**Goal of the exercise:** Beginning at the first line of the data, print each line exactly, stopping after the line that contains "use crate::zoho::ContactService;".

----- Exercise materials

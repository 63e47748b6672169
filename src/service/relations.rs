use super::posts::{PostDirectory, PostRef};
use crate::db::{ChildSelector, DbActorHandle, PostType, RelationLink, RelationUnlink};
use crate::error::GvError;
use crate::zoho::ContactService;
use gv_schema::{ContactFields, RelationLinkPayload, SqlUnlinkPayload, ZohoLookup};
use serde::Serialize;
use tracing::{info, warn};

/// The two relation types known to the relation table.
#[derive(Debug, Clone, Copy, PartialEq, Eq)]
pub enum RelationKind {
    EventoPonente,
    EmpresaPonente,
}

impl RelationKind {
    pub const ALL: [RelationKind; 2] = [RelationKind::EventoPonente, RelationKind::EmpresaPonente];

    pub fn rel_id(self) -> i64 {
        match self {
            RelationKind::EventoPonente => 1,
            RelationKind::EmpresaPonente => 2,
        }
    }

    pub fn name(self) -> &'static str {
        match self {
            RelationKind::EventoPonente => "evento_ponente",
            RelationKind::EmpresaPonente => "empresa_ponente",
        }
    }

    pub fn parent_type(self) -> PostType {
        match self {
            RelationKind::EventoPonente => PostType::Evento,
            RelationKind::EmpresaPonente => PostType::Empresa,
        }
    }

    pub fn from_name(name: &str) -> Option<Self> {
        let name = name.trim();
        Self::ALL
            .into_iter()
            .find(|kind| kind.name().eq_ignore_ascii_case(name))
    }

    pub fn from_rel_id(rel_id: i64) -> Option<Self> {
        Self::ALL.into_iter().find(|kind| kind.rel_id() == rel_id)
    }

    /// Explicit `relation` (name or numeric id) first, otherwise whichever parent the payload names.
    fn for_link(payload: &RelationLinkPayload) -> Result<Self, GvError> {
        if let Some(raw) = payload.relation.as_deref() {
            return Self::from_name(raw)
                .or_else(|| raw.trim().parse().ok().and_then(Self::from_rel_id))
                .ok_or_else(|| GvError::Validation(format!("unknown relation: {raw}")));
        }
        if payload.has_event() {
            Ok(RelationKind::EventoPonente)
        } else if payload.has_company() {
            Ok(RelationKind::EmpresaPonente)
        } else {
            Err(GvError::Validation(
                "payload names neither an evento nor an empresa".to_string(),
            ))
        }
    }

    fn parent_ref(self, payload: &RelationLinkPayload) -> PostRef<'_> {
        let (zoho_id, title, image) = match self {
            RelationKind::EventoPonente => (
                &payload.evento_id,
                &payload.evento_nombre,
                payload.evento_imagen.as_deref(),
            ),
            RelationKind::EmpresaPonente => (&payload.empresa_id, &payload.empresa_nombre, None),
        };
        PostRef::new(self.parent_type(), zoho_id.as_deref(), title.as_deref()).with_image(image)
    }
}

#[derive(Debug, Clone, Serialize)]
pub struct LinkOutcome {
    pub relation: &'static str,
    pub rel_id: i64,
    pub parent_id: i64,
    pub child_id: i64,
    /// `false` when the link already existed.
    pub created: bool,
    pub contact_synced: bool,
    #[serde(skip_serializing_if = "Option::is_none")]
    pub contact_id: Option<String>,
}

#[derive(Debug, Clone, Serialize)]
pub struct UnlinkOutcome {
    pub rel_id: i64,
    pub parent_id: i64,
    pub removed: u64,
}

/// Links events/companies to speakers from webhook payloads.
#[derive(Clone)]
pub struct RelationOrchestrator {
    posts: PostDirectory,
    contacts: ContactService,
    db: DbActorHandle,
}

impl RelationOrchestrator {
    pub fn new(posts: PostDirectory, contacts: ContactService, db: DbActorHandle) -> Self {
        Self {
            posts,
            contacts,
            db,
        }
    }

    pub async fn link(&self, payload: &RelationLinkPayload) -> Result<LinkOutcome, GvError> {
        let kind = RelationKind::for_link(payload)?;
        let parent_ref = kind.parent_ref(payload);
        if parent_ref.is_empty() {
            return Err(GvError::Validation(format!(
                "{} id or name is required",
                kind.parent_type()
            )));
        }
        if !payload.has_speaker() {
            return Err(GvError::Validation(
                "ponente id or name is required".to_string(),
            ));
        }

        let contact_id = self.sync_speaker_contact(kind, payload).await;
        let speaker_zoho_id = payload.ponente_id.clone().or_else(|| contact_id.clone());

        let (parent, _) = self.posts.find_or_create(parent_ref).await?;
        let (child, _) = self
            .posts
            .find_or_create(PostRef::new(
                PostType::Ponente,
                speaker_zoho_id.as_deref(),
                payload.ponente_nombre.as_deref(),
            ))
            .await?;

        let created = self
            .db
            .link(RelationLink {
                rel_id: kind.rel_id(),
                parent_id: parent.id,
                child_id: child.id,
            })
            .await?;

        info!(
            relation = kind.name(),
            parent_id = parent.id,
            child_id = child.id,
            created,
            "Relation linked"
        );
        Ok(LinkOutcome {
            relation: kind.name(),
            rel_id: kind.rel_id(),
            parent_id: parent.id,
            child_id: child.id,
            created,
            contact_synced: contact_id.is_some(),
            contact_id,
        })
    }

    /// Removes the single link named by a link-shaped payload. Nothing is created.
    pub async fn unlink(&self, payload: &RelationLinkPayload) -> Result<UnlinkOutcome, GvError> {
        let kind = RelationKind::for_link(payload)?;
        let parent = self
            .posts
            .find(kind.parent_ref(payload))
            .await?
            .ok_or_else(|| GvError::NotFound(format!("{} not found", kind.parent_type())))?;
        let child = self
            .posts
            .find(PostRef::new(
                PostType::Ponente,
                payload.ponente_id.as_deref(),
                payload.ponente_nombre.as_deref(),
            ))
            .await?
            .ok_or_else(|| GvError::NotFound("ponente not found".to_string()))?;

        self.remove(kind.rel_id(), parent.id, ChildSelector::Ids(vec![child.id]))
            .await
    }

    /// Direct relation-table removal by ids.
    pub async fn sql_unlink(&self, payload: &SqlUnlinkPayload) -> Result<UnlinkOutcome, GvError> {
        let raw = payload
            .relation
            .as_deref()
            .ok_or_else(|| GvError::Validation("rel_id or relation is required".to_string()))?;
        let rel_id = match raw.trim().parse::<i64>() {
            Ok(id) if id > 0 => id,
            Ok(_) => return Err(GvError::Validation(format!("invalid rel_id: {raw}"))),
            Err(_) => RelationKind::from_name(raw)
                .map(RelationKind::rel_id)
                .ok_or_else(|| GvError::Validation(format!("unknown relation: {raw}")))?,
        };
        let parent_id = payload
            .parent_id
            .ok_or_else(|| GvError::Validation("parent_id is required".to_string()))?;

        let children = if payload.all_children {
            ChildSelector::All
        } else if !payload.child_ids.is_empty() {
            ChildSelector::Ids(payload.child_ids.clone())
        } else {
            return Err(GvError::Validation(
                "child_ids or all_children is required".to_string(),
            ));
        };

        self.remove(rel_id, parent_id, children).await
    }

    async fn remove(
        &self,
        rel_id: i64,
        parent_id: i64,
        children: ChildSelector,
    ) -> Result<UnlinkOutcome, GvError> {
        let removed = self
            .db
            .unlink(RelationUnlink {
                rel_id,
                parent_id,
                children,
            })
            .await?;
        info!(rel_id, parent_id, removed, "Relation rows removed");
        Ok(UnlinkOutcome {
            rel_id,
            parent_id,
            removed,
        })
    }

    /// Upserts the speaker as a CRM contact when an email is given. Failures are logged only.
    async fn sync_speaker_contact(
        &self,
        kind: RelationKind,
        payload: &RelationLinkPayload,
    ) -> Option<String> {
        let email = payload.ponente_email.as_deref()?;

        let mut fields = ContactFields {
            email: Some(email.to_string()),
            phone: payload.ponente_telefono.clone(),
            title: payload.ponente_cargo.clone(),
            ..Default::default()
        };
        if let Some(name) = payload.ponente_nombre.as_deref() {
            fields = fields.with_full_name(name);
        }
        if kind == RelationKind::EmpresaPonente && payload.empresa_id.is_some() {
            fields.account_name = Some(ZohoLookup {
                id: payload.empresa_id.clone(),
                name: payload.empresa_nombre.clone(),
            });
        }

        match self.contacts.upsert_by_email(&fields).await {
            Ok(id) => Some(id),
            Err(e) => {
                warn!(email, error = %e, "Speaker contact sync failed; linking anyway");
                None
            }
        }
    }
}

#[cfg(test)]
mod tests {
    use super::*;

    #[test]
    fn static_relation_map() {
        assert_eq!(RelationKind::from_name("evento_ponente").map(|k| k.rel_id()), Some(1));
        assert_eq!(RelationKind::from_name("EMPRESA_PONENTE").map(|k| k.rel_id()), Some(2));
        assert_eq!(RelationKind::from_name("ponente_ponente"), None);
        assert_eq!(RelationKind::from_rel_id(2), Some(RelationKind::EmpresaPonente));
    }

    #[test]
    fn kind_is_inferred_from_payload() {
        let company = RelationLinkPayload {
            empresa_nombre: Some("Acme".to_string()),
            ponente_nombre: Some("Ana".to_string()),
            ..Default::default()
        };
        assert_eq!(
            RelationKind::for_link(&company).ok(),
            Some(RelationKind::EmpresaPonente)
        );

        let numeric = RelationLinkPayload {
            relation: Some("1".to_string()),
            ..Default::default()
        };
        assert_eq!(
            RelationKind::for_link(&numeric).ok(),
            Some(RelationKind::EventoPonente)
        );

        assert!(RelationKind::for_link(&RelationLinkPayload::default()).is_err());
    }
}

----------

**Task result:**
repository 63e47748b6672169
filename src/service/relations.rs
use super::posts::{PostDirectory, PostRef};
use crate::db::{ChildSelector, DbActorHandle, PostType, RelationLink, RelationUnlink};
use crate::error::GvError;
use crate::zoho::ContactService;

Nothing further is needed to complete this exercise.